In the year 2018, the housing market had its ups and downs!
The year started with sky-rocketing home prices, historically low mortgage rates and an explicit upper hand for sellers. Though in recent months, home price growth has paused, rates have risen to their highest point in almost eight years, and favor has started to shift from seller to buyer.
Are these trends going to continue in the coming year? Is housing experience going to be the same wild ride in the new year? Here's what experts has to say about 2019 real estate market:
Mortgage rates will continue rising-
Despite steady climbing for the past 2 years, mortgage rates will remain lower than they were during most of the recession and below average for the type of robust economic growth we have been experiencing. The same will change in the coming year as the 30-year, fixed rate mortgage reaches 5.8% — territory not seen since the bad days of 2008 when rates were descending in response to the housing crisis.

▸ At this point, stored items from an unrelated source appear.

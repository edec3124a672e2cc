//! Length-prefixed record streams.
//!
//! Every record is a little-endian `u32` byte count followed by the payload.
//! Input streams carry serialized [`CkksCiphertext`]s, output streams carry
//! mid level verdicts.

use std::io::{BufRead, ErrorKind, Read, Write};

use byteorder::{LittleEndian, WriteBytesExt};
use hemon_core::{ReaderFrom, WriterTo, ckks::CkksCiphertext, tfhe::LweCiphertext};

use crate::StreamError;

const HEADER_BYTES: usize = 4;

pub struct SizedReader<R: Read> {
    inner: R,
}

impl<R: Read> SizedReader<R> {
    pub fn new(inner: R) -> Self {
        Self { inner }
    }

    pub fn into_inner(self) -> R {
        self.inner
    }

    /// Next record, `Ok(None)` on a clean end of stream.
    pub fn read_record(&mut self) -> Result<Option<Vec<u8>>, StreamError> {
        let mut header: [u8; HEADER_BYTES] = [0u8; HEADER_BYTES];
        let got: usize = read_full(&mut self.inner, &mut header)?;
        if got == 0 {
            return Ok(None);
        }
        if got < HEADER_BYTES {
            return Err(StreamError::Truncated {
                expected: HEADER_BYTES,
                actual: got,
            });
        }
        let len: usize = u32::from_le_bytes(header) as usize;
        // Grows with the bytes actually present, not with the header.
        let mut body: Vec<u8> = Vec::new();
        let got: usize = self.inner.by_ref().take(len as u64).read_to_end(&mut body)?;
        if got < len {
            return Err(StreamError::Truncated {
                expected: len,
                actual: got,
            });
        }
        Ok(Some(body))
    }

    pub fn read_ciphertext(&mut self) -> Result<Option<CkksCiphertext>, StreamError> {
        let Some(body) = self.read_record()? else {
            return Ok(None);
        };
        let mut ct: CkksCiphertext = CkksCiphertext::default();
        let mut slice: &[u8] = &body;
        ct.read_from(&mut slice)
            .map_err(|e| StreamError::Malformed(e.to_string()))?;
        if !slice.is_empty() {
            return Err(StreamError::Malformed(format!("{} trailing bytes", slice.len())));
        }
        Ok(Some(ct))
    }

    /// Next sample of `signal_size` ciphertexts. A stream ending inside a
    /// sample is truncated.
    pub fn read_sample(&mut self, signal_size: usize) -> Result<Option<Vec<CkksCiphertext>>, StreamError> {
        let mut sample: Vec<CkksCiphertext> = Vec::with_capacity(signal_size);
        for _ in 0..signal_size {
            match self.read_ciphertext()? {
                Some(ct) => sample.push(ct),
                None if sample.is_empty() => return Ok(None),
                None => {
                    return Err(StreamError::Truncated {
                        expected: signal_size,
                        actual: sample.len(),
                    });
                }
            }
        }
        Ok(Some(sample))
    }
}

/// Fills `buf` as far as the reader allows, returning the number of bytes read.
fn read_full<R: Read>(reader: &mut R, buf: &mut [u8]) -> Result<usize, StreamError> {
    let mut filled: usize = 0;
    while filled < buf.len() {
        match reader.read(&mut buf[filled..]) {
            Ok(0) => break,
            Ok(n) => filled += n,
            Err(e) if e.kind() == ErrorKind::Interrupted => {}
            Err(e) => return Err(e.into()),
        }
    }
    Ok(filled)
}

pub struct SizedWriter<W: Write> {
    inner: W,
}

impl<W: Write> SizedWriter<W> {
    pub fn new(inner: W) -> Self {
        Self { inner }
    }

    pub fn into_inner(self) -> W {
        self.inner
    }

    pub fn write_record(&mut self, body: &[u8]) -> Result<(), StreamError> {
        let len: u32 = u32::try_from(body.len())
            .map_err(|_| StreamError::Malformed(format!("record of {} bytes", body.len())))?;
        self.inner.write_u32::<LittleEndian>(len)?;
        self.inner.write_all(body)?;
        Ok(())
    }

    pub fn write_ciphertext(&mut self, ct: &CkksCiphertext) -> Result<(), StreamError> {
        let mut body: Vec<u8> = Vec::new();
        ct.write_to(&mut body)?;
        self.write_record(&body)
    }

    pub fn write_verdict(&mut self, ct: &LweCiphertext<u32>) -> Result<(), StreamError> {
        let mut body: Vec<u8> = Vec::new();
        ct.write_to(&mut body)?;
        self.write_record(&body)
    }

    pub fn flush(&mut self) -> Result<(), StreamError> {
        self.inner.flush()?;
        Ok(())
    }
}

/// Whitespace separated decimal values of a plain signal.
pub fn read_plain_values<R: BufRead>(reader: R) -> Result<Vec<f64>, StreamError> {
    let mut values: Vec<f64> = Vec::new();
    for line in reader.lines() {
        for token in line?.split_whitespace() {
            let v: f64 = token
                .parse()
                .map_err(|_| StreamError::Malformed(format!("not a number: {:?}", token)))?;
            values.push(v);
        }
    }
    Ok(values)
}
use backend::Gadget;
use serde::{Deserialize, Serialize};

#[derive(Clone, Copy, Debug, PartialEq, Eq, Serialize, Deserialize)]
pub struct GadgetParameters {
    pub base2k: usize,
    pub rows: usize,
}

impl GadgetParameters {
    pub const fn new(base2k: usize, rows: usize) -> Self {
        Self { base2k, rows }
    }

    pub fn gadget(&self) -> Gadget {
        Gadget::new(self.base2k, self.rows)
    }
}

/// Parameters of the boolean scheme and of the level chain
/// coarse (64-bit LWE) -> mid (32-bit TRLWE) -> fine (32-bit small LWE).
#[derive(Clone, Debug, PartialEq, Serialize, Deserialize)]
pub struct TfheParameters {
    /// Ring degree of the mid level TRLWE/TRGSW.
    pub mid_degree: usize,
    /// Noise standard deviation of mid level encryptions, as a torus fraction.
    pub mid_sigma: f64,
    /// Dimension of the fine level LWE.
    pub fine_dimension: usize,
    pub fine_sigma: f64,
    /// Gadget of the blind rotation key.
    pub blind_rotation: GadgetParameters,
    /// Gadget of the TRGSW produced by circuit bootstrapping.
    pub circuit_bootstrapping: GadgetParameters,
    pub ks_coarse_mid: GadgetParameters,
    pub ks_mid_fine: GadgetParameters,
    /// Gadget of the private functional key switching keys.
    pub private_ks: GadgetParameters,
}

impl Default for TfheParameters {
    fn default() -> Self {
        Self {
            mid_degree: 1024,
            mid_sigma: (2.0f64).powi(-25),
            fine_dimension: 635,
            fine_sigma: (2.0f64).powi(-15),
            blind_rotation: GadgetParameters::new(4, 5),
            circuit_bootstrapping: GadgetParameters::new(3, 5),
            ks_coarse_mid: GadgetParameters::new(2, 8),
            ks_mid_fine: GadgetParameters::new(2, 7),
            private_ks: GadgetParameters::new(4, 6),
        }
    }
}

impl TfheParameters {
    /// Small dimensions for tests. Not secure.
    pub fn insecure_test() -> Self {
        Self {
            mid_degree: 512,
            mid_sigma: (2.0f64).powi(-28),
            fine_dimension: 32,
            fine_sigma: (2.0f64).powi(-20),
            blind_rotation: GadgetParameters::new(4, 5),
            circuit_bootstrapping: GadgetParameters::new(3, 5),
            ks_coarse_mid: GadgetParameters::new(2, 7),
            ks_mid_fine: GadgetParameters::new(2, 7),
            private_ks: GadgetParameters::new(4, 6),
        }
    }
}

Millennials will keep buying homes — despite those rising rates-
The housing market in 2019 will be defined by continued ascending mortgage rates and spiking millennial demand. Rising rates will make purchasing real estate less affordable and, will likely discourage certain potential homebuyers from the market. On the other hand, the largest group of millennials will be turning 29 next year, entering peak home-buying age, thereby contributing to the increase in first-time buyer demand.
Millennials will continue being the largest segment of buyers next year, accounting for 45% of mortgages, compared to 37% of Gen Xers and 17% of Boomers, While first-timers will struggle next year, older Millennial buyers will enjoy numerous options in the mid-to upper-tier price plans and will make up the most of Millennials who close in 2019. All the more, 2020 is expected to be the summit Millennial home buying year with the greatest cohort of millennials turning 30 years old. Millennials are also likely to make up the biggest share of home buyers for the next decade as their housing requirements adjust over time.
With the burn-out in home prices and soaring rates, housing has been going toward a relaxed trend this year and is expected to sustain through 2019. Battered buyers may have increased prospects in the upcoming year, but will still battle with cost and inventory constraints.
The year 2019 looks to be a crucial year as the market calms and changes from one marked by healthy recovery into one more in line with traditional norms and more impartial between buyers, sellers, and renters.
We are moving from an astonishingly ardent real estate market to a more normalized one. Is this a deep breath for the business before it starts to march back up, or the starting phase of a genuine downturn in real estate values? What matters most is paying attention to your local market and your needs. People, in general, buy their home because of their needs and wants and not because of the timing in the market.
With the boom in the housing segment, insurance companies can also expect growth in people buying home insurance policies. A home insurance policy safeguards your house from damages caused due to various unfortunate events.